Hospital indemnity plans, by contrast, typically have more lenient underwriting than Medigap — some are guaranteed issue up to certain ages, and most ask only a handful of health questions rather than a full medical review. Monthly premiums for a basic hospital indemnity plan can range from $30 to $100 depending on benefit levels and your age, making them accessible to beneficiaries who have been locked out of Medigap due to health history or cost. The tradeoff is that the coverage is less comprehensive: a hospital indemnity plan won't cover your Part B coinsurance for outpatient services the way Medigap does, and the fixed daily benefit may not fully cover a high-cost hospitalization. Understanding what you're buying — and what it doesn't cover — is essential before enrolling.

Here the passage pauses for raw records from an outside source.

//! Markdown rendering boundary: the renderer capability populates a
//! detached mount element with the document's markup tree.

use std::sync::atomic::{AtomicU64, Ordering};

use futures::future::BoxFuture;

use crate::dom::Element;
use crate::error::Result;

/// Lifecycle handle scoping one render call. Created before rendering and
/// released unconditionally afterwards; backends may tie per-render
/// resources to it.
#[derive(Debug)]
pub struct RenderScope {
    id: u64,
}

static SCOPE_COUNTER: AtomicU64 = AtomicU64::new(0);

impl RenderScope {
    pub fn new() -> Self {
        let id = SCOPE_COUNTER.fetch_add(1, Ordering::Relaxed);
        log::debug!("render scope {id} opened");
        RenderScope { id }
    }

    pub fn id(&self) -> u64 {
        self.id
    }
}

impl Default for RenderScope {
    fn default() -> Self {
        Self::new()
    }
}

impl Drop for RenderScope {
    fn drop(&mut self) {
        log::debug!("render scope {} released", self.id);
    }
}

/// Renders raw Markdown into a mount element.
pub trait MarkdownRenderer: Send + Sync {
    /// Populates `mount` with the markup tree for `source`. `context`
    /// identifies the document being rendered (used for diagnostics and
    /// relative resolution); `scope` bounds the render lifecycle.
    fn render<'a>(
        &'a self,
        source: &'a str,
        mount: &'a mut Element,
        context: &'a str,
        scope: &'a RenderScope,
    ) -> BoxFuture<'a, Result<()>>;
}

#[cfg(feature = "markdown")]
pub use backend::ComrakRenderer;

#[cfg(feature = "markdown")]
mod backend {
    use comrak::{markdown_to_html, Options};
    use ego_tree::NodeRef;
    use futures::future::BoxFuture;
    use scraper::Html;

    use super::{MarkdownRenderer, RenderScope};
    use crate::dom::{Element, Foreign, Node};
    use crate::error::Result;

    /// Default renderer: comrak converts Markdown to HTML, which is parsed
    /// into the export tree. `svg` elements and their subtrees become
    /// foreign nodes.
    #[derive(Debug, Default)]
    pub struct ComrakRenderer;

    impl ComrakRenderer {
        pub fn new() -> Self {
            ComrakRenderer
        }
    }

    impl MarkdownRenderer for ComrakRenderer {
        fn render<'a>(
            &'a self,
            source: &'a str,
            mount: &'a mut Element,
            context: &'a str,
            scope: &'a RenderScope,
        ) -> BoxFuture<'a, Result<()>> {
            Box::pin(async move {
                log::debug!("rendering {context} in scope {}", scope.id());
                let html = markdown_to_html(source, &render_options());
                append_fragment(mount, &html);
                Ok(())
            })
        }
    }

    fn render_options() -> Options {
        let mut options = Options::default();
        options.extension.strikethrough = true;
        options.extension.table = true;
        options.extension.autolink = true;
        options.extension.tasklist = true;
        options.extension.footnotes = true;
        options.extension.header_ids = Some(String::new());
        options.render.unsafe_ = true; // Allow raw HTML
        options
    }

    fn append_fragment(mount: &mut Element, html: &str) {
        let fragment = Html::parse_fragment(html);
        for child in fragment.root_element().children() {
            if let Some(node) = convert_node(child) {
                mount.push(node);
            }
        }
    }

    fn convert_node(node: NodeRef<scraper::Node>) -> Option<Node> {
        match node.value() {
            scraper::Node::Text(text) => Some(Node::Text(text.text.to_string())),
            scraper::Node::Comment(comment) => Some(Node::Comment(comment.comment.to_string())),
            scraper::Node::Element(element) if element.name() == "svg" => {
                Some(Node::Foreign(convert_foreign(node, element)))
            }
            scraper::Node::Element(element) => {
                let mut converted = Element::new(element.name());
                for (name, value) in sorted_attributes(element) {
                    converted.set_attr(name, value);
                }
                for child in node.children() {
                    if let Some(child_node) = convert_node(child) {
                        converted.push(child_node);
                    }
                }
                Some(Node::Element(converted))
            }
            _ => None,
        }
    }

    /// Inside foreign content every element stays foreign, whatever its
    /// name.
    fn convert_foreign(node: NodeRef<scraper::Node>, element: &scraper::node::Element) -> Foreign {
        let mut converted = Foreign::new(element.name());
        for (name, value) in sorted_attributes(element) {
            converted.set_attr(name, value);
        }
        for child in node.children() {
            match child.value() {
                scraper::Node::Text(text) => converted.push(Node::Text(text.text.to_string())),
                scraper::Node::Comment(comment) => {
                    converted.push(Node::Comment(comment.comment.to_string()))
                }
                scraper::Node::Element(inner) => {
                    converted.push(Node::Foreign(convert_foreign(child, inner)))
                }
                _ => {}
            }
        }
        converted
    }

    /// The parser stores attributes unordered; sort them so serialization
    /// is deterministic.
    fn sorted_attributes(element: &scraper::node::Element) -> Vec<(String, String)> {
        let mut attributes: Vec<(String, String)> = element
            .attrs()
            .map(|(name, value)| (name.to_string(), value.to_string()))
            .collect();
        attributes.sort();
        attributes
    }
}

If you're trying to assess your own situation, start by identifying which coverage category you're in: Original Medicare only, Original Medicare with Medigap, Original Medicare with employer retiree coverage, Medicare Advantage, or dual Medicare-Medicaid. Then honestly evaluate your exposure. For Original Medicare beneficiaries without a supplement, the question is whether you could absorb a $1,676 hospital deductible — or two of them in the same year — without financial hardship. For Medicare Advantage enrollees, look at your plan's in-network out-of-pocket maximum and ask whether a hospital indemnity plan paying $200 to $500 per day would meaningfully reduce your worst-case scenario. You can review your current plan's cost-sharing details at any time through Medicare.gov's Plan Finder tool, and your State Health Insurance Assistance Program (SHIP) counselor can walk you through comparisons at no cost. To find your local SHIP office, visit shiphelp.org or call 1-800-MEDICARE.